Andrey Tyukin · Answer 2 · 2018-01-24T22:30:54.443

I would say that your first implementation of the method is perfectly fine. It also has the advantage that it uses the iterator only once, and does not traverse the entire collection twice. After all, this is what the "default ambient machine-state monad" in Scala is best suited for: modifying mutable data structures. Where else would you use mutable variables, if not in this case? The default implementations of the functional collection operations (like map, filter etc.) use mutable Builders under the hood anyway.

I'd like to quote Odersky himself: https://www.youtube.com/watch?v=iPitDNUNyR0&t=34m1s . This is ScalaDays2013 key note. Around ~30 minutes mark, Odersky offers his opinion on using mutable variables in small local scope. I think his point is: if the mutable version is faster, clearer, and no mutable state can escape from the method, then it's fine to use mutable local variables.
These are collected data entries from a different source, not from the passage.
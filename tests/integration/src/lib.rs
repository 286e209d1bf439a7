//! Integration test utilities for the realtime connection manager
//!
//! This crate provides a controllable mock backend (health endpoint plus a
//! websocket route) for end-to-end connect/drop/reconnect tests.

pub mod helpers;

pub use helpers::*;
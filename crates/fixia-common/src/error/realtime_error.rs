//! Realtime connection error types
//!
//! None of these are fatal to the host process; every failure path in the
//! connection manager degrades to "not connected".

use std::time::Duration;

/// Errors produced by the realtime connection stack
#[derive(Debug, thiserror::Error)]
pub enum RealtimeError {
    // Liveness probe errors
    #[error("Liveness probe failed: {0}")]
    ProbeFailed(String),

    #[error("Liveness probe timed out after {0:?}")]
    ProbeTimeout(Duration),

    // Transport errors
    #[error("Transport error: {0}")]
    Transport(String),

    #[error("Transport handshake timed out after {0:?}")]
    HandshakeTimeout(Duration),

    #[error("Transport is not connected")]
    NotConnected,

    // Retry policy
    #[error("Reconnect attempts exhausted after {0} tries")]
    RetryExhausted(u32),

    // Configuration errors
    #[error("Configuration error: {0}")]
    Config(String),

    // Internal errors
    #[error("Internal error")]
    Internal(#[source] anyhow::Error),
}

impl RealtimeError {
    /// Whether this error came from the liveness probe rather than the
    /// transport itself. Probe failures fail fast and are never retried
    /// inline by `connect()`.
    #[must_use]
    pub const fn is_probe_failure(&self) -> bool {
        matches!(self, Self::ProbeFailed(_) | Self::ProbeTimeout(_))
    }
}

/// Convenience result alias
pub type RealtimeResult<T> = Result<T, RealtimeError>;
//! Reconnect backoff policy
//!
//! Delay for the Nth retry (N starting at 1) is
//! `min(base * factor^(N-1), max)`. Deliberately deterministic: the retry
//! cap is small enough that jitter buys nothing, and the fixed table keeps
//! the timing testable.

use fixia_common::RealtimeConfig;
use std::time::Duration;

/// Capped exponential backoff
#[derive(Debug, Clone)]
pub struct BackoffPolicy {
    pub base: Duration,
    pub factor: f64,
    pub max: Duration,
}

impl BackoffPolicy {
    #[must_use]
    pub fn new(base: Duration, factor: f64, max: Duration) -> Self {
        Self { base, factor, max }
    }

    #[must_use]
    pub fn from_config(config: &RealtimeConfig) -> Self {
        Self {
            base: Duration::from_millis(config.backoff_base_ms),
            factor: config.backoff_factor,
            max: Duration::from_millis(config.backoff_max_ms),
        }
    }

    /// Delay before the given retry attempt (1-based)
    #[must_use]
    pub fn delay_for(&self, attempt: u32) -> Duration {
        let exponent = attempt.saturating_sub(1).min(63);
        let scaled = self.base.as_millis() as f64 * self.factor.powi(exponent as i32);
        let capped = scaled.min(self.max.as_millis() as f64);
        Duration::from_millis(capped as u64)
    }
}

impl Default for BackoffPolicy {
    fn default() -> Self {
        Self {
            base: Duration::from_millis(1_000),
            factor: 2.0,
            max: Duration::from_millis(10_000),
        }
    }
}
//! WebSocket transport
//!
//! Preferred channel. The handshake is bounded by the configured connect
//! timeout; after that a reader and a writer task own the two halves of the
//! stream. The library never reconnects on its own -- drops surface as a
//! single `Disconnected` event and the connection manager decides what to
//! do with it.

use super::{DisconnectReason, Transport, TransportEvent, TransportKind};
use async_trait::async_trait;
use fixia_common::{RealtimeError, RealtimeResult};
use futures_util::stream::{SplitSink, SplitStream};
use futures_util::{SinkExt, StreamExt};
use std::sync::atomic::{AtomicBool, Ordering};
use std::sync::Arc;
use std::time::Duration;
use tokio::net::TcpStream;
use tokio::sync::mpsc;
use tokio::time::timeout;
use tokio_tungstenite::tungstenite::protocol::frame::coding::CloseCode;
use tokio_tungstenite::tungstenite::protocol::CloseFrame;
use tokio_tungstenite::tungstenite::Message;
use tokio_tungstenite::{connect_async, MaybeTlsStream, WebSocketStream};
use tracing::{debug, trace, warn};
use uuid::Uuid;

type WsStream = WebSocketStream<MaybeTlsStream<TcpStream>>;

/// A live websocket channel
pub struct WebSocketTransport {
    session_id: String,
    connected: Arc<AtomicBool>,
    closed_by_client: Arc<AtomicBool>,
    outbound: mpsc::Sender<Message>,
}

impl WebSocketTransport {
    /// Dial `url` and start the reader/writer tasks
    ///
    /// Emits `TransportEvent::Connected` once the handshake settles.
    ///
    /// # Errors
    /// - `HandshakeTimeout` if the handshake exceeds `connect_timeout`
    /// - `Transport` for any handshake failure
    pub async fn open(
        url: &str,
        connect_timeout: Duration,
        events: mpsc::Sender<TransportEvent>,
    ) -> RealtimeResult<Arc<Self>> {
        let (stream, _response) = timeout(connect_timeout, connect_async(url))
            .await
            .map_err(|_| RealtimeError::HandshakeTimeout(connect_timeout))?
            .map_err(|e| RealtimeError::Transport(e.to_string()))?;

        let session_id = Uuid::new_v4().to_string();
        debug!(session_id = %session_id, url, "websocket handshake complete");

        let (sink, source) = stream.split();
        let (outbound_tx, outbound_rx) = mpsc::channel::<Message>(64);
        let connected = Arc::new(AtomicBool::new(true));
        let closed_by_client = Arc::new(AtomicBool::new(false));

        let transport = Arc::new(Self {
            session_id: session_id.clone(),
            connected: connected.clone(),
            closed_by_client: closed_by_client.clone(),
            outbound: outbound_tx.clone(),
        });

        // Queue Connected before the read loop starts so no disconnect can
        // ever be observed ahead of it.
        let _ = events.send(TransportEvent::Connected).await;

        tokio::spawn(write_loop(sink, outbound_rx));
        tokio::spawn(read_loop(
            source,
            outbound_tx,
            events,
            connected,
            closed_by_client,
            session_id,
        ));

        Ok(transport)
    }

    /// Session id used for log correlation
    pub fn session_id(&self) -> &str {
        &self.session_id
    }
}

#[async_trait]
impl Transport for WebSocketTransport {
    fn kind(&self) -> TransportKind {
        TransportKind::WebSocket
    }

    fn is_connected(&self) -> bool {
        self.connected.load(Ordering::SeqCst)
    }

    async fn send(&self, message: serde_json::Value) -> RealtimeResult<()> {
        if !self.is_connected() {
            return Err(RealtimeError::NotConnected);
        }

        let text =
            serde_json::to_string(&message).map_err(|e| RealtimeError::Transport(e.to_string()))?;

        self.outbound
            .send(Message::Text(text))
            .await
            .map_err(|_| RealtimeError::NotConnected)
    }

    async fn close(&self) {
        if self.closed_by_client.swap(true, Ordering::SeqCst) {
            return;
        }
        self.connected.store(false, Ordering::SeqCst);
        let _ = self.outbound.send(Message::Close(None)).await;
    }
}

impl std::fmt::Debug for WebSocketTransport {
    fn fmt(&self, f: &mut std::fmt::Formatter<'_>) -> std::fmt::Result {
        f.debug_struct("WebSocketTransport")
            .field("session_id", &self.session_id)
            .field("connected", &self.is_connected())
            .finish()
    }
}

async fn write_loop(mut sink: SplitSink<WsStream, Message>, mut outbound: mpsc::Receiver<Message>) {
    while let Some(message) = outbound.recv().await {
        let is_close = matches!(message, Message::Close(_));
        if sink.send(message).await.is_err() {
            break;
        }
        if is_close {
            break;
        }
    }
    let _ = sink.close().await;
}

async fn read_loop(
    mut source: SplitStream<WsStream>,
    outbound: mpsc::Sender<Message>,
    events: mpsc::Sender<TransportEvent>,
    connected: Arc<AtomicBool>,
    closed_by_client: Arc<AtomicBool>,
    session_id: String,
) {
    // A stream that ends without a close frame counts as an infrastructure
    // drop, not a deliberate shutdown.
    let mut reason = DisconnectReason::TransportClose;

    while let Some(item) = source.next().await {
        match item {
            Ok(Message::Text(text)) => match serde_json::from_str(&text) {
                Ok(value) => {
                    if events.send(TransportEvent::Message(value)).await.is_err() {
                        break;
                    }
                }
                Err(error) => {
                    warn!(session_id = %session_id, %error, "dropping non-JSON text frame");
                }
            },
            Ok(Message::Ping(payload)) => {
                let _ = outbound.send(Message::Pong(payload)).await;
            }
            Ok(Message::Close(frame)) => {
                reason = classify_close(frame.as_ref());
                break;
            }
            Ok(other) => {
                trace!(session_id = %session_id, "ignoring frame: {other:?}");
            }
            Err(error) => {
                let _ = events.send(TransportEvent::Error(error.to_string())).await;
                reason = DisconnectReason::TransportError;
                break;
            }
        }
    }

    if closed_by_client.load(Ordering::SeqCst) {
        reason = DisconnectReason::ClientClose;
    }
    connected.store(false, Ordering::SeqCst);

    debug!(session_id = %session_id, %reason, "websocket read loop ended");
    let _ = events.send(TransportEvent::Disconnected(reason)).await;
}

/// Map a close frame to a disconnect reason
///
/// Only a normal close (1000) counts as the server deliberately ending the
/// session. Going-away, abnormal codes and frameless closes all look like
/// infrastructure drops to us and stay retryable.
fn classify_close(frame: Option<&CloseFrame<'_>>) -> DisconnectReason {
    match frame {
        Some(frame) if frame.code == CloseCode::Normal => DisconnectReason::ServerClose,
        _ => DisconnectReason::TransportClose,
    }
}
//! Realtime watcher entry point
//!
//! Connects to the configured backend and logs inbound realtime events
//! until interrupted. Run with:
//! ```bash
//! FIXIA_ENDPOINT=https://api.fixia.app cargo run -p fixia-realtime
//! ```
//!
//! Configuration is loaded from environment variables.

use fixia_common::{try_init_tracing_with_config, AppConfig, TracingConfig};
use fixia_realtime::ConnectionManager;
use tracing::{error, info, warn};

#[tokio::main]
async fn main() {
    if let Err(e) = run().await {
        error!(error = %e, "Realtime watcher failed");
        std::process::exit(1);
    }
}

async fn run() -> Result<(), Box<dyn std::error::Error>> {
    // Load configuration
    let config = AppConfig::from_env()?;

    // Initialize tracing
    let tracing_config = if config.app.env.is_production() {
        TracingConfig::production()
    } else {
        TracingConfig::development()
    };
    if let Err(e) = try_init_tracing_with_config(tracing_config) {
        eprintln!("Warning: Failed to initialize tracing: {e}");
    }

    info!(
        env = ?config.app.env,
        endpoint = %config.realtime.endpoint,
        transport = ?config.realtime.transport_mode,
        "Starting realtime watcher"
    );

    let manager = ConnectionManager::from_config(&config.realtime)?;
    let mut messages = manager.subscribe();

    if manager.connect().await.is_none() {
        warn!("Backend not reachable; will stay idle until it comes back");
    }

    loop {
        tokio::select! {
            message = messages.recv() => match message {
                Ok(payload) => info!(%payload, "realtime event"),
                Err(tokio::sync::broadcast::error::RecvError::Lagged(skipped)) => {
                    warn!(skipped, "dropped realtime events, consumer too slow");
                }
                Err(tokio::sync::broadcast::error::RecvError::Closed) => break,
            },
            _ = tokio::signal::ctrl_c() => {
                info!("Shutting down");
                break;
            }
        }
    }

    manager.disconnect().await;
    Ok(())
}
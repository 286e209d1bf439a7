//! No-op transport for headless contexts
//!
//! Selected with `FIXIA_TRANSPORT=disabled`. Connects instantly, drops
//! sends, never emits a disconnect. Callers run the exact same code path
//! as with a real transport, which keeps the manager testable in contexts
//! where a realtime channel is meaningless (CI, one-shot jobs).

use super::{Transport, TransportEvent, TransportFactory, TransportKind};
use async_trait::async_trait;
use fixia_common::RealtimeResult;
use std::sync::atomic::{AtomicBool, Ordering};
use std::sync::Arc;
use tokio::sync::mpsc;
use tracing::trace;

/// Transport that accepts everything and delivers nothing
#[derive(Debug, Default)]
pub struct NoopTransport {
    closed: AtomicBool,
}

#[async_trait]
impl Transport for NoopTransport {
    fn kind(&self) -> TransportKind {
        TransportKind::Noop
    }

    fn is_connected(&self) -> bool {
        !self.closed.load(Ordering::SeqCst)
    }

    async fn send(&self, message: serde_json::Value) -> RealtimeResult<()> {
        trace!(?message, "noop transport dropping outbound payload");
        Ok(())
    }

    async fn close(&self) {
        self.closed.store(true, Ordering::SeqCst);
    }
}

/// Factory for [`NoopTransport`]
#[derive(Debug, Default)]
pub struct NoopFactory;

#[async_trait]
impl TransportFactory for NoopFactory {
    async fn open(
        &self,
        events: mpsc::Sender<TransportEvent>,
    ) -> RealtimeResult<Arc<dyn Transport>> {
        let _ = events.send(TransportEvent::Connected).await;
        Ok(Arc::new(NoopTransport::default()))
    }
}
I doubt that Scala would automatically optimize the second solution into the first, and I actually suspect that the first solution could be a tiny bit faster. However, you should profile it, and only then decide whether this piece of code is worth optimizing at all.

Tip: This quote is very easy to find and to remember because of 32:35 :)) — Andrey Tyukin, Jan 24 '18 at 22:41

score 1 · Answer 3 · answered Jan 24 '18 at 22:23

1

As you can see here, Scala's immutable HashMap implementation does insertions in effectively constant time:

So - while your concern about performance is not unrealistic, given this information we can conclude both versions would probably have comparable performance. And if that's the case - I'd definitely choose the safer and more concise functional style.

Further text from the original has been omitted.